Nie mieszkam we Lwowie na stałe, ale gdy pierwszy raz odwiedziłem to miasto przeszło dwadzieścia lat temu, od razu zakochałem się w tym położonym na pograniczu wschodniego Roztocza zakątku Ukrainy. Od tamtego czasu bywam tu często. Przyjeżdżam, wyjeżdżam, wracam i tęsknię – za miastem, ludźmi, ale przede wszystkim za lwowskim klimatem. Obecnie robię wszystko, aby móc zamieszkać we Lwowie, czuję się tam naprawdę dobrze i chyba odkryłem swoje miejsce na ziemi.
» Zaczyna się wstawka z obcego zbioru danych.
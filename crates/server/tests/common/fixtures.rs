//! Link fixtures and a recording stats publisher.

use shortlink_core::{EnableStatus, FullShortUrl, ShortLink, ValidityMode};
use shortlink_server::stats::{AccessEvent, StatsPublisher};
use std::sync::Mutex;
use time::OffsetDateTime;

/// An enabled, permanent link on `s.ly` owned by `g1`.
#[allow(dead_code)]
pub fn link(short_uri: &str, origin_url: &str) -> ShortLink {
    let now = OffsetDateTime::now_utc();
    ShortLink {
        gid: "g1".to_string(),
        full_short_url: FullShortUrl::new("s.ly", short_uri).unwrap(),
        origin_url: origin_url.to_string(),
        validity: ValidityMode::Permanent,
        status: EnableStatus::Enabled,
        deleted: false,
        created_at: now,
        updated_at: now,
    }
}

/// Keeps every published event.
#[allow(dead_code)]
#[derive(Default)]
pub struct RecordingPublisher {
    events: Mutex<Vec<AccessEvent>>,
}

#[allow(dead_code)]
impl RecordingPublisher {
    pub fn events(&self) -> Vec<AccessEvent> {
        self.events.lock().unwrap().clone()
    }
}

impl StatsPublisher for RecordingPublisher {
    fn publish(&self, event: AccessEvent) {
        self.events.lock().unwrap().push(event);
    }
}

/// Publisher whose backend is down.
#[allow(dead_code)]
pub struct FailingPublisher;

impl StatsPublisher for FailingPublisher {
    fn publish(&self, _event: AccessEvent) {
        panic!("statistics backend unreachable");
    }
}
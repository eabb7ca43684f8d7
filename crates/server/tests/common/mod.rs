//! Common test utilities and fixtures.

pub mod fixtures;
pub mod server;
pub mod store;

#[allow(unused_imports)]
pub use fixtures::*;
#[allow(unused_imports)]
pub use server::*;
#[allow(unused_imports)]
pub use store::*;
Muzeum pod otwartym niebem

Lwów, Leopolis – miasto Lwa, założone w XIII w., ze względu na swoje położenie, historię oraz wielokulturowość można nazwać muzeum pod otwartym niebem. Świadczy o tym wyjątkowy i bardzo dobrze zachowany przykład połączenia różnych tradycji architektonicznych, artystycznych i kulturowych w tej części Europy. Miasto zostało wpisane na światową listę dziedzictwa kulturowego UNESCO. Historię miasta i poszczególnych budynków najlepiej poznać, korzystając z wirtualnej trasy na interaktywnej mapie miasta – lia.lvivcenter.org (dostępna w języku polskim).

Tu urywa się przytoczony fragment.